What time should we meet?

This cross-cultural dating mishap (in response to this post, and building on this thread) is a true story submitted by Erin in Sydney:

I have many cultural mis-step stories in general, but the only one date-wise I can think of is this one when I was living in Chile. (Warning: it’s not hugely funny or unique!)

First date: I turn up “on time” (Chilean time, e.g., 45 minutes late). He turns up on time (gringa time, at the agreed time). He was a bit peeved that I made him wait so long.

Second date: I turn up on time (gringa time). He turns up on time (Chilean time). This time I had to wait nearly an hour.

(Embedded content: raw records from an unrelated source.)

//! Metric validation, sanitization and scoring through the public API

use tsad_bench::metrics::{
    validate_scores, AveragePrecision, DefaultMetrics, Metric, NonFinitePolicy, NumericArray,
    RangePrAuc, RocAuc,
};
use tsad_bench::Error;

use std::sync::Arc;

fn close(a: f64, b: f64) -> bool {
    (a - b).abs() < 1e-9
}

// ============================================================================
// Validation and Sanitization
// ============================================================================

#[test]
fn test_non_finite_scores_default_mapping() {
    let y_true = NumericArray::integers(vec![0, 1, 1]);
    let y_score = NumericArray::floats(vec![f64::INFINITY, f64::NEG_INFINITY, f64::NAN]);
    let validated = validate_scores(&y_true, &y_score, true, NonFinitePolicy::default()).unwrap();
    assert_eq!(validated.y_score(), &[1.0, 0.0, 0.0]);
    assert_eq!(validated.y_true(), &[0.0, 1.0, 1.0]);
}

#[test]
fn test_nan_penalty_is_label_complement() {
    let policy = NonFinitePolicy {
        nan_is_0: false,
        ..NonFinitePolicy::default()
    };
    let y_true = NumericArray::integers(vec![0, 1]);
    let y_score = NumericArray::floats(vec![f64::NAN, f64::NAN]);
    let validated = validate_scores(&y_true, &y_score, true, policy).unwrap();
    assert_eq!(validated.y_score(), &[1.0, 0.0]);
}

#[test]
fn test_permuted_arguments_are_swapped() {
    let scores = NumericArray::floats(vec![0.1, 0.9, 0.2, 0.8]);
    let labels = NumericArray::integers(vec![0, 1, 0, 1]);
    let swapped = RocAuc.evaluate(&scores, &labels).unwrap();
    let regular = RocAuc.evaluate(&labels, &scores).unwrap();
    assert!(close(swapped, regular));
    assert!(close(regular, 1.0));
}

#[test]
fn test_length_mismatch() {
    let error = RocAuc
        .evaluate(
            &NumericArray::integers(vec![0, 1, 0]),
            &NumericArray::floats(vec![0.5, 0.5]),
        )
        .unwrap_err();
    assert!(matches!(error, Error::Validation(_)));
    assert!(error.to_string().contains("[3, 2]"));
}

#[test]
fn test_two_dimensional_scores_rejected() {
    let y_score = NumericArray::floats(vec![0.1, 0.2, 0.3, 0.4])
        .reshape(vec![2, 2])
        .unwrap();
    let error = RocAuc
        .evaluate(&NumericArray::integers(vec![0, 1, 0, 1]), &y_score)
        .unwrap_err();
    assert!(error.to_string().contains("1d array"));

    let column = NumericArray::floats(vec![0.1, 0.9]).reshape(vec![2, 1]).unwrap();
    assert!(RocAuc
        .evaluate(&NumericArray::integers(vec![0, 1]), &column)
        .is_ok());
}

#[test]
fn test_discrete_metric_rejects_continuous_scores() {
    let error = DefaultMetrics::range_precision()
        .evaluate(
            &NumericArray::integers(vec![0, 1, 1, 0]),
            &NumericArray::floats(vec![0.1, 0.9, 0.8, 0.2]),
        )
        .unwrap_err();
    assert!(error.to_string().contains("threshold"));
}

#[test]
fn test_continuous_metric_rejects_integer_scores() {
    let error = RocAuc
        .evaluate(
            &NumericArray::integers(vec![0, 1, 1, 0]),
            &NumericArray::integers(vec![0, 1, 1, 0]),
        )
        .unwrap_err();
    assert!(error.to_string().contains("floating-point"));
}

// ============================================================================
// Point-wise Metrics
// ============================================================================

#[test]
fn test_roc_and_average_precision_hand_computed() {
    let y_true = NumericArray::integers(vec![0, 0, 1, 1]);
    let y_score = NumericArray::floats(vec![0.1, 0.4, 0.35, 0.8]);
    assert!(close(RocAuc.evaluate(&y_true, &y_score).unwrap(), 0.75));
    assert!(close(
        AveragePrecision.evaluate(&y_true, &y_score).unwrap(),
        0.833_333_333_333_333_4
    ));
}

#[test]
fn test_single_class_is_metric_error() {
    let error = RocAuc
        .evaluate(
            &NumericArray::integers(vec![0, 0, 0]),
            &NumericArray::floats(vec![0.1, 0.2, 0.3]),
        )
        .unwrap_err();
    assert!(matches!(error, Error::Metric(_)));
}

// ============================================================================
// Range-based Metrics
// ============================================================================

#[test]
fn test_range_metrics_on_binary_predictions() {
    let y_true = NumericArray::integers(vec![0, 1, 1, 1, 0, 0, 1, 1, 0, 0]);
    let y_pred = NumericArray::integers(vec![0, 1, 1, 1, 0, 0, 1, 1, 0, 0]);
    assert!(close(DefaultMetrics::range_recall().evaluate(&y_true, &y_pred).unwrap(), 1.0));
    assert!(close(DefaultMetrics::range_precision().evaluate(&y_true, &y_pred).unwrap(), 1.0));
    assert!(close(DefaultMetrics::range_f1().evaluate(&y_true, &y_pred).unwrap(), 1.0));

    let nothing = NumericArray::integers(vec![0; 10]);
    assert!(close(DefaultMetrics::range_precision().evaluate(&y_true, &nothing).unwrap(), 0.0));
    assert!(close(DefaultMetrics::range_recall().evaluate(&y_true, &nothing).unwrap(), 0.0));
}

#[test]
fn test_range_pr_auc_perfect_separation() {
    let y_true = NumericArray::integers(vec![0, 0, 1, 1, 1, 0, 0, 0, 1, 1, 0, 0]);
    let y_score = NumericArray::floats(vec![
        0.1, 0.1, 0.9, 0.9, 0.9, 0.1, 0.1, 0.1, 0.9, 0.9, 0.1, 0.1,
    ]);
    for metric in [
        RangePrAuc::new(),
        DefaultMetrics::range_pr_auc(),
        DefaultMetrics::fixed_range_pr_auc(),
    ] {
        let score = metric.evaluate(&y_true, &y_score).unwrap();
        assert!(close(score, 1.0), "{metric:?} gave {score}");
    }
}

#[test]
fn test_range_pr_auc_bounded_for_noisy_scores() {
    let y_true = NumericArray::integers(vec![0, 1, 1, 0, 0, 1, 0, 0, 1, 1, 1, 0]);
    let y_score = NumericArray::floats(vec![
        0.3, 0.1, 0.8, 0.6, 0.2, 0.9, 0.4, 0.7, 0.5, 0.05, 0.65, 0.35,
    ]);
    let score = RangePrAuc::new().evaluate(&y_true, &y_score).unwrap();
    assert!((0.0..=1.0).contains(&score));
    let sampled = RangePrAuc::new()
        .with_max_samples(3)
        .evaluate(&y_true, &y_score)
        .unwrap();
    assert!((0.0..=1.0).contains(&sampled));
}

#[test]
fn test_metric_names() {
    let metrics: [Arc<dyn Metric>; 4] = [
        DefaultMetrics::default_metric(),
        Arc::new(DefaultMetrics::range_pr_auc()),
        Arc::new(DefaultMetrics::range_f1()),
        Arc::new(DefaultMetrics::average_precision()),
    ];
    let names: Vec<String> = metrics.iter().map(|metric| metric.name()).collect();
    assert_eq!(
        names,
        vec!["ROC_AUC", "RANGE_PR_AUC", "RANGE_F1.0_SCORE", "AVERAGE_PRECISION"]
    );
    assert_eq!(DefaultMetrics::default_list().len(), 1);
}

We ended up pololeando (a Chilean word meaning “dating”) … though the timing thing was always an issue.

Thank you, Erin. Everyone, we are eager to hear a few of your “mis-steps!” It is our belief that sharing our Cultural DeFectives with others can even the playing field a bit, showing that intercultural competence is a lifelong enjoyable learning journey rather than a static state.

Miscommunication: Too Much Cultural Sensitivity!

This cross-cultural dating mishap (in response to this post) is a true story from UC Berkeley’s International House, submitted by Joe Lurie:

A German male student and a Guatemalan female student have agreed to go out on an evening date beginning at 8pm. Both wishing to make a good impression, decide to leverage their cross-cultural skills and sensitivity when dealing with approaches to time. The German fellow, normally stereotypically monochronic — 8 means perhaps five to eight — arrives at 8:45 only to find the anxious, somewhat distressed Guatemalan woman saying, “Where have you been? I have been ready since 7:50  as I wanted to be sensitive to your cultural clock.”

Adopting each other’s styles provoked an amusing disconnect — but in this case, not serious. They are married today!

Thank you, Joe! Reminds me how often I used to bow in Japan when my colleagues would simultaneously stick out their arms in anticipation of a handshake.